━━━━━ Records to process ━━━━━

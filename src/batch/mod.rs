//! Write batches: the unit of WAL persistence and atomic application.
//!
//! Every mutation enters the database as part of a [`WriteBatch`]; the
//! batch's serialized form is exactly what one WAL record carries, so a
//! reference process can replay logs written here.
//!
//! # Binary layout
//!
//! ```text
//! [sequence:u64_le][count:u32_le][records…]
//!
//! record = type_tag:u8
//!          ‖ (varint32 cf_id        — column-family tags only)
//!          ‖ varint32 key_len ‖ key
//!          ‖ (varint32 value_len ‖ value — value-carrying tags only)
//! ```
//!
//! Default-column-family tags: Deletion(0), Value(1), Merge(2),
//! SingleDeletion(7).  Non-default column families use the CF variants
//! ColumnFamilyDeletion(4), ColumnFamilyValue(5), ColumnFamilyMerge(6),
//! ColumnFamilySingleDeletion(8), which carry a varint32 `cf_id` before
//! the key.
//!
//! # Invariant
//!
//! The header `count` always equals the number of records in the body;
//! [`WriteBatch::iter`] re-validates this when decoding foreign bytes.

#[cfg(test)]
mod tests;

use thiserror::Error;

use crate::encoding::{
    EncodingError, decode_fixed32, decode_fixed64, get_length_prefixed_slice, get_varint32,
    put_fixed32, put_fixed64, put_length_prefixed_slice, put_varint32,
};
use crate::keys::SequenceNumber;

/// Sequence (8) + count (4).
pub const BATCH_HEADER_SIZE: usize = 12;

/// Id of the implicit default column family.
pub const DEFAULT_COLUMN_FAMILY_ID: u32 = 0;

const TAG_DELETION: u8 = 0;
const TAG_VALUE: u8 = 1;
const TAG_MERGE: u8 = 2;
const TAG_CF_DELETION: u8 = 4;
const TAG_CF_VALUE: u8 = 5;
const TAG_CF_MERGE: u8 = 6;
const TAG_SINGLE_DELETION: u8 = 7;
const TAG_CF_SINGLE_DELETION: u8 = 8;

// ------------------------------------------------------------------------------------------------
// Error type
// ------------------------------------------------------------------------------------------------

/// Errors produced while decoding a batch.
#[derive(Debug, Error)]
pub enum BatchError {
    /// The batch is shorter than its fixed header.
    #[error("corrupt batch: {0} bytes is smaller than the 12-byte header")]
    TooSmall(usize),

    /// A record failed to decode.
    #[error("corrupt batch record: {0}")]
    Record(#[from] EncodingError),

    /// A record carries an unknown type tag.
    #[error("corrupt batch: unknown record tag {0}")]
    UnknownTag(u8),

    /// The header count disagrees with the records present.
    #[error("corrupt batch: header says {header} records, found {actual}")]
    CountMismatch {
        /// Count from the 12-byte header.
        header: u32,
        /// Records actually parsed.
        actual: u32,
    },
}

// ------------------------------------------------------------------------------------------------
// Records
// ------------------------------------------------------------------------------------------------

/// One decoded batch record.
#[derive(Debug, Clone, PartialEq, Eq)]
pub enum BatchRecord<'a> {
    /// Insert or overwrite `key`.
    Put {
        cf_id: u32,
        key: &'a [u8],
        value: &'a [u8],
    },
    /// Point-delete `key`.
    Delete { cf_id: u32, key: &'a [u8] },
    /// Single-delete `key` (consumes exactly one older version).
    SingleDelete { cf_id: u32, key: &'a [u8] },
    /// Merge `value` into `key`.
    Merge {
        cf_id: u32,
        key: &'a [u8],
        value: &'a [u8],
    },
}

impl BatchRecord<'_> {
    /// The column family this record targets.
    pub fn cf_id(&self) -> u32 {
        match self {
            Self::Put { cf_id, .. }
            | Self::Delete { cf_id, .. }
            | Self::SingleDelete { cf_id, .. }
            | Self::Merge { cf_id, .. } => *cf_id,
        }
    }
}

// ------------------------------------------------------------------------------------------------
// WriteBatch
// ------------------------------------------------------------------------------------------------

/// An ordered set of mutations applied (and logged) atomically.
#[derive(Debug, Clone, PartialEq, Eq)]
pub struct WriteBatch {
    /// The serialized representation, maintained incrementally.
    rep: Vec<u8>,
}

impl Default for WriteBatch {
    fn default() -> Self {
        Self::new()
    }
}

impl WriteBatch {
    /// Creates an empty batch (sequence 0, count 0).
    pub fn new() -> Self {
        Self {
            rep: vec![0; BATCH_HEADER_SIZE],
        }
    }

    /// Adopts foreign bytes (a WAL record) as a batch, validating the
    /// header and every record.
    pub fn from_bytes(rep: Vec<u8>) -> Result<Self, BatchError> {
        if rep.len() < BATCH_HEADER_SIZE {
            return Err(BatchError::TooSmall(rep.len()));
        }
        let batch = Self { rep };
        batch.verify()?;
        Ok(batch)
    }

    /// The serialized batch (exactly what the WAL stores).
    pub fn as_bytes(&self) -> &[u8] {
        &self.rep
    }

    /// Starting sequence number from the header.
    pub fn sequence(&self) -> SequenceNumber {
        decode_fixed64(&self.rep).expect("header always present")
    }

    /// Stamps the starting sequence number.
    pub fn set_sequence(&mut self, sequence: SequenceNumber) {
        self.rep[..8].copy_from_slice(&sequence.to_le_bytes());
    }

    /// Number of records in the batch.
    pub fn count(&self) -> u32 {
        decode_fixed32(&self.rep[8..]).expect("header always present")
    }

    /// True when no records have been added.
    pub fn is_empty(&self) -> bool {
        self.count() == 0
    }

    /// Serialized size in bytes.
    pub fn byte_size(&self) -> usize {
        self.rep.len()
    }

    /// Drops all records, keeping the header sequence.
    pub fn clear(&mut self) {
        let sequence = self.sequence();
        self.rep.clear();
        self.rep.resize(BATCH_HEADER_SIZE, 0);
        self.set_sequence(sequence);
    }

    fn bump_count(&mut self) {
        let next = self.count() + 1;
        self.rep[8..12].copy_from_slice(&next.to_le_bytes());
    }

    fn push_cf(&mut self, cf_id: u32) {
        put_varint32(&mut self.rep, cf_id);
    }

    // --------------------------------------------------------------------
    // Builders
    // --------------------------------------------------------------------

    /// Adds a put to the default column family.
    pub fn put(&mut self, key: &[u8], value: &[u8]) {
        self.put_cf(DEFAULT_COLUMN_FAMILY_ID, key, value);
    }

    /// Adds a put to the given column family.
    pub fn put_cf(&mut self, cf_id: u32, key: &[u8], value: &[u8]) {
        if cf_id == DEFAULT_COLUMN_FAMILY_ID {
            self.rep.push(TAG_VALUE);
        } else {
            self.rep.push(TAG_CF_VALUE);
            self.push_cf(cf_id);
        }
        put_length_prefixed_slice(&mut self.rep, key);
        put_length_prefixed_slice(&mut self.rep, value);
        self.bump_count();
    }

    /// Adds a point delete to the default column family.
    pub fn delete(&mut self, key: &[u8]) {
        self.delete_cf(DEFAULT_COLUMN_FAMILY_ID, key);
    }

    /// Adds a point delete to the given column family.
    pub fn delete_cf(&mut self, cf_id: u32, key: &[u8]) {
        if cf_id == DEFAULT_COLUMN_FAMILY_ID {
            self.rep.push(TAG_DELETION);
        } else {
            self.rep.push(TAG_CF_DELETION);
            self.push_cf(cf_id);
        }
        put_length_prefixed_slice(&mut self.rep, key);
        self.bump_count();
    }

    /// Adds a single-delete to the default column family.
    pub fn single_delete(&mut self, key: &[u8]) {
        self.single_delete_cf(DEFAULT_COLUMN_FAMILY_ID, key);
    }

    /// Adds a single-delete to the given column family.
    pub fn single_delete_cf(&mut self, cf_id: u32, key: &[u8]) {
        if cf_id == DEFAULT_COLUMN_FAMILY_ID {
            self.rep.push(TAG_SINGLE_DELETION);
        } else {
            self.rep.push(TAG_CF_SINGLE_DELETION);
            self.push_cf(cf_id);
        }
        put_length_prefixed_slice(&mut self.rep, key);
        self.bump_count();
    }

    /// Adds a merge to the default column family.
    pub fn merge(&mut self, key: &[u8], value: &[u8]) {
        self.merge_cf(DEFAULT_COLUMN_FAMILY_ID, key, value);
    }

    /// Adds a merge to the given column family.
    pub fn merge_cf(&mut self, cf_id: u32, key: &[u8], value: &[u8]) {
        if cf_id == DEFAULT_COLUMN_FAMILY_ID {
            self.rep.push(TAG_MERGE);
        } else {
            self.rep.push(TAG_CF_MERGE);
            self.push_cf(cf_id);
        }
        put_length_prefixed_slice(&mut self.rep, key);
        put_length_prefixed_slice(&mut self.rep, value);
        self.bump_count();
    }

    // --------------------------------------------------------------------
    // Decoding
    // --------------------------------------------------------------------

    /// Iterates the batch's records.
    pub fn iter(&self) -> BatchIter<'_> {
        BatchIter {
            rest: &self.rep[BATCH_HEADER_SIZE..],
        }
    }

    /// Validates that every record decodes and the count matches.
    pub fn verify(&self) -> Result<(), BatchError> {
        let mut actual = 0u32;
        for record in self.iter() {
            record?;
            actual += 1;
        }
        let header = self.count();
        if header != actual {
            return Err(BatchError::CountMismatch { header, actual });
        }
        Ok(())
    }
}

/// Record iterator over a batch's serialized body.
pub struct BatchIter<'a> {
    rest: &'a [u8],
}

impl<'a> Iterator for BatchIter<'a> {
    type Item = Result<BatchRecord<'a>, BatchError>;

    fn next(&mut self) -> Option<Self::Item> {
        if self.rest.is_empty() {
            return None;
        }

        let result = decode_record(self.rest);
        match result {
            Ok((record, consumed)) => {
                self.rest = &self.rest[consumed..];
                Some(Ok(record))
            }
            Err(e) => {
                // Poison further iteration.
                self.rest = &[];
                Some(Err(e))
            }
        }
    }
}

fn decode_record(buf: &[u8]) -> Result<(BatchRecord<'_>, usize), BatchError> {
    let tag = buf[0];
    let mut at = 1usize;

    let cf_id = match tag {
        TAG_CF_DELETION | TAG_CF_VALUE | TAG_CF_MERGE | TAG_CF_SINGLE_DELETION => {
            let (id, n) = get_varint32(&buf[at..])?;
            at += n;
            id
        }
        TAG_DELETION | TAG_VALUE | TAG_MERGE | TAG_SINGLE_DELETION => DEFAULT_COLUMN_FAMILY_ID,
        other => return Err(BatchError::UnknownTag(other)),
    };

    let (key, n) = get_length_prefixed_slice(&buf[at..])?;
    at += n;

    let record = match tag {
        TAG_VALUE | TAG_CF_VALUE => {
            let (value, m) = get_length_prefixed_slice(&buf[at..])?;
            at += m;
            BatchRecord::Put { cf_id, key, value }
        }
        TAG_MERGE | TAG_CF_MERGE => {
            let (value, m) = get_length_prefixed_slice(&buf[at..])?;
            at += m;
            BatchRecord::Merge { cf_id, key, value }
        }
        TAG_DELETION | TAG_CF_DELETION => BatchRecord::Delete { cf_id, key },
        TAG_SINGLE_DELETION | TAG_CF_SINGLE_DELETION => BatchRecord::SingleDelete { cf_id, key },
        other => return Err(BatchError::UnknownTag(other)),
    };
    Ok((record, at))
}

// Header helpers for the write path: the sequence is restamped under the
// write lock, and replay needs the end sequence of each batch.
impl WriteBatch {
    /// Sequence number of the record *after* this batch.
    pub fn end_sequence(&self) -> SequenceNumber {
        self.sequence() + u64::from(self.count())
    }

    /// Encodes a header-only probe for tests and tooling.
    pub fn encode_header(sequence: SequenceNumber, count: u32) -> [u8; BATCH_HEADER_SIZE] {
        let mut buf = [0u8; BATCH_HEADER_SIZE];
        let mut v = Vec::with_capacity(BATCH_HEADER_SIZE);
        put_fixed64(&mut v, sequence);
        put_fixed32(&mut v, count);
        buf.copy_from_slice(&v);
        buf
    }
}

━━━━━

**Required work**
Copy out every line above where "verify" is present.

**Response for this exercise**
        batch.verify()?;
    pub fn verify(&self) -> Result<(), BatchError> {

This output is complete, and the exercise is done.